Why? Because the result is supposed to contain a selection of the elements of the receiver. If the result were ever non-empty, there would have to be some element *identically* present in both the receiver and the result. But that is impossible for a Link.
So here is the conclusion:
(A) #select: and #reject: not only don't work for LinkedList in Squeak 3.2, they _cannot_ be made to work in any way that would conform to the ANSI specification of #select: and #reject: for collections nor to one's common-sense expectations.

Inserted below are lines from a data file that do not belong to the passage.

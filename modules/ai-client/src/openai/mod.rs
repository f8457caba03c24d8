mod client;
pub(crate) mod types;

use async_trait::async_trait;

use crate::error::Result;
use crate::traits::{ChatModel, ChatOptions, Message};

pub(crate) use client::OpenAiClient;
use types::{ChatRequest, ResponseFormat, WireMessage};

// =============================================================================
// OpenAi
// =============================================================================

/// Client for OpenAI and any server speaking the same `/chat/completions` API.
#[derive(Clone)]
pub struct OpenAi {
    api_key: String,
    pub(crate) model: String,
    base_url: Option<String>,
    http: reqwest::Client,
}

impl OpenAi {
    pub fn new(api_key: impl Into<String>, model: impl Into<String>) -> Self {
        Self {
            api_key: api_key.into(),
            model: model.into(),
            base_url: None,
            http: reqwest::Client::new(),
        }
    }

    pub fn with_base_url(mut self, url: impl Into<String>) -> Self {
        self.base_url = Some(url.into());
        self
    }

    /// Share a preconfigured `reqwest::Client` (timeouts, proxies).
    pub fn with_http_client(mut self, http: reqwest::Client) -> Self {
        self.http = http;
        self
    }

    /// Get the model name.
    pub fn model(&self) -> &str {
        &self.model
    }

    pub fn base_url(&self) -> &str {
        self.base_url.as_deref().unwrap_or(client::OPENAI_API_URL)
    }

    pub(crate) fn client(&self) -> OpenAiClient {
        let client = OpenAiClient::new(&self.api_key).with_http(self.http.clone());
        if let Some(ref url) = self.base_url {
            client.with_base_url(url)
        } else {
            client
        }
    }

    fn request(&self, messages: &[Message], options: &ChatOptions) -> ChatRequest {
        let mut request = ChatRequest::new(&self.model)
            .messages(messages.iter().map(WireMessage::from))
            .temperature(options.temperature)
            .top_p(options.top_p)
            .max_tokens(options.max_tokens);
        if options.json_mode {
            request = request.response_format(ResponseFormat::json_object());
        }
        request
    }
}

#[async_trait]
impl ChatModel for OpenAi {
    fn model(&self) -> &str {
        &self.model
    }

    async fn chat(&self, messages: &[Message], options: &ChatOptions) -> Result<String> {
        self.client()
            .chat_text(&self.request(messages, options))
            .await
    }
}

#[cfg(test)]
mod tests {
    use super::*;

    #[test]
    fn test_openai_new() {
        let ai = OpenAi::new("sk-test", "gpt-4o");
        assert_eq!(ai.model, "gpt-4o");
        assert_eq!(ai.api_key, "sk-test");
        assert_eq!(ai.base_url(), "https://api.openai.com/v1");
    }

    #[test]
    fn test_openai_with_base_url() {
        let ai = OpenAi::new("sk-test", "gpt-4o").with_base_url("https://custom.api.com");
        assert_eq!(ai.base_url, Some("https://custom.api.com".to_string()));
    }

    #[test]
    fn json_mode_sets_response_format() {
        let ai = OpenAi::new("sk-test", "gpt-4o");
        let request = ai.request(
            &[Message::user("hi")],
            &ChatOptions::default().json_mode(true),
        );
        let format = request.response_format.expect("json mode");
        assert_eq!(format.format_type, "json_object");
    }
}
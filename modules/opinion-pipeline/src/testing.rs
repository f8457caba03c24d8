// Test doubles for the labeling pipeline.
//
// - MockLabeler (Labeler): HashMap text→analysis, scripted transient failures
// - MemorySink (ResultSink): records every save
//
// Plus `analysis()` for building labeled records tersely.

use std::collections::HashMap;
use std::sync::atomic::{AtomicUsize, Ordering};
use std::sync::Mutex;

use ai_client::AiError;
use async_trait::async_trait;
use opinion_common::{LabelSet, OpinionAnalysis, OpinionError};

use crate::analyzer::{ResultSink, RunCounts};
use crate::labeler::{LabelError, Labeler};

// ---------------------------------------------------------------------------
// MockLabeler
// ---------------------------------------------------------------------------

/// Returns registered analyses by exact text. Unregistered text fails with a
/// non-retryable error unless a default is set.
pub struct MockLabeler {
    results: HashMap<String, OpinionAnalysis>,
    default_result: Option<OpinionAnalysis>,
    /// Remaining transient failures per text.
    flaky: Mutex<HashMap<String, usize>>,
    calls: AtomicUsize,
}

impl MockLabeler {
    pub fn new() -> Self {
        Self {
            results: HashMap::new(),
            default_result: None,
            flaky: Mutex::new(HashMap::new()),
            calls: AtomicUsize::new(0),
        }
    }

    pub fn on_text(mut self, text: &str, result: OpinionAnalysis) -> Self {
        self.results.insert(text.to_string(), result);
        self
    }

    pub fn with_default(mut self, result: OpinionAnalysis) -> Self {
        self.default_result = Some(result);
        self
    }

    /// Fail `times` times with a network error before answering for `text`.
    pub fn flaky(self, text: &str, times: usize) -> Self {
        if let Ok(mut flaky) = self.flaky.lock() {
            flaky.insert(text.to_string(), times);
        }
        self
    }

    pub fn calls(&self) -> usize {
        self.calls.load(Ordering::SeqCst)
    }
}

impl Default for MockLabeler {
    fn default() -> Self {
        Self::new()
    }
}

#[async_trait]
impl Labeler for MockLabeler {
    async fn label(&self, text: &str) -> Result<OpinionAnalysis, LabelError> {
        self.calls.fetch_add(1, Ordering::SeqCst);

        if let Ok(mut flaky) = self.flaky.lock() {
            if let Some(left) = flaky.get_mut(text).filter(|left| **left > 0) {
                *left -= 1;
                return Err(AiError::Network("connection reset".into()).into());
            }
        }

        self.results
            .get(text)
            .or(self.default_result.as_ref())
            .cloned()
            .ok_or_else(|| {
                AiError::Api {
                    status: 400,
                    message: format!("no mock for {text}"),
                }
                .into()
            })
    }

    fn model(&self) -> &str {
        "mock"
    }
}

// ---------------------------------------------------------------------------
// MemorySink
// ---------------------------------------------------------------------------

#[derive(Default)]
pub struct MemorySink {
    pub saves: Vec<(Vec<OpinionAnalysis>, RunCounts)>,
    /// Fail every save with this message.
    pub fail_with: Option<String>,
}

impl MemorySink {
    pub fn last(&self) -> Option<&[OpinionAnalysis]> {
        self.saves.last().map(|(results, _)| results.as_slice())
    }
}

impl ResultSink for MemorySink {
    fn save(&mut self, results: &[OpinionAnalysis], counts: RunCounts) -> opinion_common::Result<()> {
        if let Some(msg) = &self.fail_with {
            return Err(OpinionError::Validation(msg.clone()));
        }
        self.saves.push((results.to_vec(), counts));
        Ok(())
    }
}

// ---------------------------------------------------------------------------
// Builders
// ---------------------------------------------------------------------------

/// A record with the given raw labels and every confidence at 0.8.
pub fn analysis(sentiment: &str, topic: &str, pattern: &str, risk: &str, actor: &str) -> OpinionAnalysis {
    OpinionAnalysis {
        sentiment: LabelSet::parse(sentiment),
        sentiment_confidence: 0.8,
        topic: LabelSet::parse(topic),
        topic_confidence: 0.8,
        pattern: LabelSet::parse(pattern),
        pattern_confidence: 0.8,
        risk_level: LabelSet::parse(risk),
        risk_confidence: 0.8,
        actor: LabelSet::parse(actor),
        actor_confidence: 0.8,
        ..Default::default()
    }
}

(B) Because LinkedList does not implement the <collection> protocol, it is not a collection class for the purposes of deciding which other ANSI methods should accept it as an argument.
(C) #removeAll: and #addAll:, amongst others, are only specified for arguments that support the full <collection> protocol. Since LinkedList does not and cannot do that, #removeAll: and #addAll: are NOT DEFINED for a LinkedList argument.
(D) Therefore, if "oldElements copy do: [:each | self remove: each]" does not work when oldElements is a LinkedList, that does NOT constitute a failure to conform precisely to the ANSI semantics of #removeAll:.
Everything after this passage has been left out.